Video on YourTube showing the Dominator being hand-launched and buzzing around a baseball field in Federal Way WA. USA.
This flight was made late on the morning of 06-23-09.

This clip is approximately 7.65430 megabytes (7,738,266 bytes) in length; dial-up users please be aware.
It will take no less than thirty eight minutes to load at 48.0Kbps.
I cannot provide it in other formats, so please do not ask.

In this clip, you can hear me say "Entering sector one point five" in the same manner as the speech synthesizer in the coin-op arcade video game ''Star Trek'' {it's supposed to be Mr.

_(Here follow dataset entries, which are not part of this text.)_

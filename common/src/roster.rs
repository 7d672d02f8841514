//! 名簿（Roster）
//!
//! 正規プレイヤー名の一覧。起動時に一度だけ読み込み、以降は読み取り専用。
//! 文字種（Latin / CJK）は名前の内容から自動判定する。

use crate::error::{Error, Result};
use serde::{Deserialize, Serialize};
use std::collections::HashSet;

/// 名前の文字種
#[derive(Debug, Clone, Copy, PartialEq, Eq, Hash, Serialize, Deserialize)]
pub enum Script {
    Latin,
    Cjk,
}

/// 名簿エントリ
#[derive(Debug, Clone, PartialEq, Eq, Serialize, Deserialize)]
pub struct RosterEntry {
    pub canonical_name: String,
    pub script: Script,
}

impl RosterEntry {
    pub fn new(name: &str) -> Self {
        Self {
            canonical_name: name.to_string(),
            script: detect_script(name),
        }
    }
}

/// CJK統合漢字・ハングル音節か
pub fn is_cjk_char(c: char) -> bool {
    matches!(c, '\u{4e00}'..='\u{9fff}' | '\u{ac00}'..='\u{d7af}')
}

/// CJK文字を1文字でも含むか
pub fn contains_cjk(text: &str) -> bool {
    text.chars().any(is_cjk_char)
}

/// 文字種を判定（CJKを含めばCJK、それ以外はLatin）
pub fn detect_script(text: &str) -> Script {
    if contains_cjk(text) {
        Script::Cjk
    } else {
        Script::Latin
    }
}

/// 正規名の名簿
#[derive(Debug, Clone)]
pub struct Roster {
    entries: Vec<RosterEntry>,
    names: HashSet<String>,
}

impl Roster {
    /// 名前の列から構築（空行は無視、重複は先勝ち）
    pub fn from_names<I, S>(names: I) -> Result<Self>
    where
        I: IntoIterator<Item = S>,
        S: AsRef<str>,
    {
        let mut entries = Vec::new();
        let mut seen = HashSet::new();

        for name in names {
            let name = name.as_ref().trim();
            if name.is_empty() {
                continue;
            }
            if seen.insert(name.to_string()) {
                entries.push(RosterEntry::new(name));
            }
        }

        if entries.is_empty() {
            return Err(Error::Roster("名簿が空です".into()));
        }

        Ok(Self {
            entries,
            names: seen,
        })
    }

    /// 改行区切りテキストから読み込み
    pub fn parse(text: &str) -> Result<Self> {
        Self::from_names(text.lines())
    }

    /// ファイルから読み込み
    pub fn from_file(path: &std::path::Path) -> Result<Self> {
        let content = std::fs::read_to_string(path)?;
        Self::parse(content.trim_start_matches('\u{feff}'))
    }

    pub fn contains(&self, name: &str) -> bool {
        self.names.contains(name)
    }

    pub fn entries(&self) -> &[RosterEntry] {
        &self.entries
    }

    pub fn len(&self) -> usize {
        self.entries.len()
    }

    pub fn is_empty(&self) -> bool {
        self.entries.is_empty()
    }

    /// 文字種ごとの候補（名簿順）
    ///
    /// Latin側には英字を含む混在名（例: `奶茶MilkTea`）も含める。
    pub fn partition(&self, script: Script) -> Vec<&RosterEntry> {
        self.entries
            .iter()
            .filter(|e| match script {
                Script::Cjk => e.script == Script::Cjk,
                Script::Latin => {
                    e.script == Script::Latin
                        || e.canonical_name.chars().any(|c| c.is_ascii_alphabetic())
                }
            })
            .collect()
    }
}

Spock saying this}, then say "I mean...flight number fifteen", in the same manner as the speech synthesizer in the coin-op arcade video game ''Looping'', followed by the Dominator being hand-launched and buzzing around a baseball field.

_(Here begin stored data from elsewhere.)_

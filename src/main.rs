use anyhow::Context;
use clap::Parser;
use leaderboard_ocr::{cli, config, error, history, ocr, queue, scanner, session};
use cli::{Cli, Commands};
use config::{Config, OcrBackend};
use history::History;
use leaderboard_common::Reconciliation;
use queue::{run_extraction_loop, run_parsing_loop, Stage, StageQueue};
use session::{ImageBatch, SessionRegistry};
use std::path::{Path, PathBuf};
use std::sync::Arc;
use std::time::Duration;

fn main() -> anyhow::Result<()> {
    let cli = Cli::parse();
    init_logger(cli.verbose);

    // `config --init -c <新しいパス>` では既定値から始める
    let config = match (&cli.command, &cli.config) {
        (Commands::Config { init: true, .. }, Some(path)) if !path.exists() => Config::default(),
        _ => Config::load(cli.config.as_deref())?,
    };

    match cli.command {
        Commands::Watch { queue, interval } => {
            println!("👀 leaderboard-ocr - キュー監視\n");

            let reconciler = Arc::new(config.build_reconciler()?);
            let engine = ocr::engine_from_config(&config.ocr)?;
            let root = queue.unwrap_or_else(|| config.queue_root.clone());
            let stage_queue = Arc::new(StageQueue::open(&root)?);
            let interval = Duration::from_secs(interval.unwrap_or(config.poll_interval_secs).max(1));
            let history = config.history_file.as_deref().map(History::new);

            for stage in Stage::ALL {
                println!("  {:<8} {}", stage, stage_queue.dir(stage).display());
            }
            println!("  間隔     {}秒\n", interval.as_secs());

            let runtime = tokio::runtime::Runtime::new().context("tokioランタイムを起動できません")?;
            runtime.block_on(async {
                let (shutdown_tx, shutdown_rx) = tokio::sync::watch::channel(false);

                let extraction = tokio::spawn(run_extraction_loop(
                    Arc::clone(&stage_queue),
                    Arc::clone(&engine),
                    interval,
                    shutdown_rx.clone(),
                ));
                let parsing = tokio::spawn(run_parsing_loop(
                    Arc::clone(&stage_queue),
                    Arc::clone(&reconciler),
                    history,
                    interval,
                    shutdown_rx,
                ));

                tokio::signal::ctrl_c().await?;
                println!("\n停止中...");
                let _ = shutdown_tx.send(true);

                let _ = tokio::join!(extraction, parsing);
                Ok::<_, anyhow::Error>(())
            })?;
            drop(runtime);

            println!("✅ 終了しました");
        }

        Commands::Reconcile { images, output } => {
            println!("📸 leaderboard-ocr - 画像集計\n");

            let reconciler = config.build_reconciler()?;
            let engine = ocr::engine_from_config(&config.ocr)?;

            println!("[1/2] 画像を読み込み中...");
            let files = scanner::collect_images(&images)?;
            if files.is_empty() {
                return Err(error::LeaderboardError::FileNotFound("画像がありません".into()).into());
            }

            let mut batch = ImageBatch::new();
            for file in &files {
                let bytes = std::fs::read(&file.path)
                    .with_context(|| format!("{} を読み込めません", file.path.display()))?;
                if !batch.push(bytes) {
                    log::info!("同一画像をスキップ: {}", file.file_name);
                }
            }
            println!("✔ {}枚（重複除外後 {}枚）\n", files.len(), batch.len());

            println!("[2/2] OCR・集計中...");
            let result = batch.reconcile(engine.as_ref(), &reconciler);
            print_result(&result, output.as_deref())?;
        }

        Commands::Parse { files, output } => {
            println!("📄 leaderboard-ocr - テキスト集計\n");

            let reconciler = config.build_reconciler()?;
            let blocks = files
                .iter()
                .map(|path| {
                    if !path.is_file() {
                        return Err(error::LeaderboardError::FileNotFound(
                            path.display().to_string(),
                        ));
                    }
                    Ok(std::fs::read_to_string(path)?)
                })
                .collect::<error::Result<Vec<String>>>()?;

            let result = reconciler.run(&blocks);
            print_result(&result, output.as_deref())?;
        }

        Commands::Session { key } => {
            println!("💬 leaderboard-ocr - 対話セッション\n");

            let reconciler = config.build_reconciler()?;
            let engine = ocr::engine_from_config(&config.ocr)?;
            let mut registry = SessionRegistry::new(Duration::from_secs(config.session_ttl_secs));

            let stdin = std::io::stdin();
            session::run_interactive(
                stdin.lock(),
                std::io::stdout(),
                &key,
                &mut registry,
                engine.as_ref(),
                &reconciler,
            )?;
        }

        Commands::Enqueue { images, queue } => {
            let root = queue.unwrap_or_else(|| config.queue_root.clone());
            let stage_queue = StageQueue::open(&root)?;

            for image in scanner::collect_images(&images)? {
                let bytes = std::fs::read(&image.path)?;
                let key = stage_queue.unique_key(Stage::Inbox, &image.file_name);
                stage_queue.write(Stage::Inbox, &key, &bytes)?;
                println!("✔ inbox/{}", key);
            }
        }

        Commands::Config { show, init } => {
            if init {
                let path = match &cli.config {
                    Some(path) => {
                        config.save_to(path)?;
                        path.clone()
                    }
                    None => config.save()?,
                };
                println!("✔ 設定を保存しました: {}", path.display());
            }

            if show || !init {
                print_config(&config, cli.config.as_deref());
            }
        }
    }

    Ok(())
}

fn init_logger(verbose: bool) {
    let level = if verbose {
        log::LevelFilter::Debug
    } else {
        log::LevelFilter::Info
    };

    env_logger::builder()
        .filter(None, log::LevelFilter::Info)
        .filter(Some("leaderboard_ocr"), level)
        .filter(Some("leaderboard_common"), level)
        .init();
}

fn print_result(result: &Reconciliation, output: Option<&Path>) -> anyhow::Result<()> {
    println!(
        "✔ {}ブロック / 候補 {}件 / {}名\n",
        result.block_count,
        result.detections,
        result.board.len()
    );
    println!("{}", result.report);

    if let Some(output) = output {
        std::fs::write(output, &result.report)
            .with_context(|| format!("{} に書き込めません", output.display()))?;
        println!("\n✔ レポートを保存: {}", output.display());
    }
    Ok(())
}

fn print_config(config: &Config, path: Option<&Path>) {
    let path = path
        .map(Path::to_path_buf)
        .or_else(|| Config::config_path().ok())
        .unwrap_or_else(|| PathBuf::from("?"));

    println!("設定: {}", path.display());
    println!("  名簿: {}", config.roster_path.display());
    println!(
        "  エイリアス: {}",
        config
            .alias_path
            .as_ref()
            .map(|p| p.display().to_string())
            .unwrap_or_else(|| "（なし）".into())
    );
    println!("  キュー: {}", config.queue_root.display());
    println!("  ポーリング間隔: {}秒", config.poll_interval_secs);
    println!("  表示件数: {}", config.report_cap);
    println!("  最大文字数: {}", config.max_report_chars);
    println!("  セッション期限: {}秒", config.session_ttl_secs);
    println!(
        "  履歴: {}",
        config
            .history_file
            .as_ref()
            .map(|p| p.display().to_string())
            .unwrap_or_else(|| "（なし）".into())
    );
    println!("  OCR: {}", config.ocr.backend);
    if config.ocr.backend == OcrBackend::Vision {
        println!(
            "  Vision APIキー: {}",
            if config.ocr.get_vision_api_key().is_some() { "設定済み" } else { "未設定" }
        );
    }
}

I cannot provide this clip in other formats, so please do not ask.

And this is how the last flight ended - but never fear, because I was able to rather easily retrieve it with the antenna on the remote control.

Test unit was ordered from Spinmaster on 10-05-08, and was received on the evening of 11-03-08.

Product was made in China.
A product's country of origin really does matter to some people, which is why I published it on this web page.

UPDATE: 07-04-09
Made some flights on 07-01-09 and 07-02-09; the Dominator actually flies very well if it is launched with sufficient forward velocity (e.g. you throw it hard) and if it isn't too windy in the flying area.

It actually flies quite well if launched with sufficient forward velocity
Uses batteries that are common and relatively inexpen$ive

No landing gear for takeoffs or landings on hard surfaces - you have to throw it

    MANUFACTURER: Spinmaster
    PRODUCT TYPE: R/C airplane
    No. OF LAMPS: 0
    SWITCH TYPE: Slide on/off on underside of product
    CASE MATERIAL: Styrofoam & plastic
    BEZEL: N/A
    BATTERY: 6xAA cells (remote), unknown voltage NiMH rechargeable (airplane itself)
    CURRENT CONSUMPTION: Unknown/unable to measure
    WATER- AND PEE-RESISTANT: Very light splatter-resistance at maximum
    SUBMERSIBLE: For Christ sakes NOOOOO!!!!!
    ACCESSORIES: Small set of decals
    WARRANTY: Unknown/not stated


    Because this product is not intended to emit light, the standard "star" rating will not be used.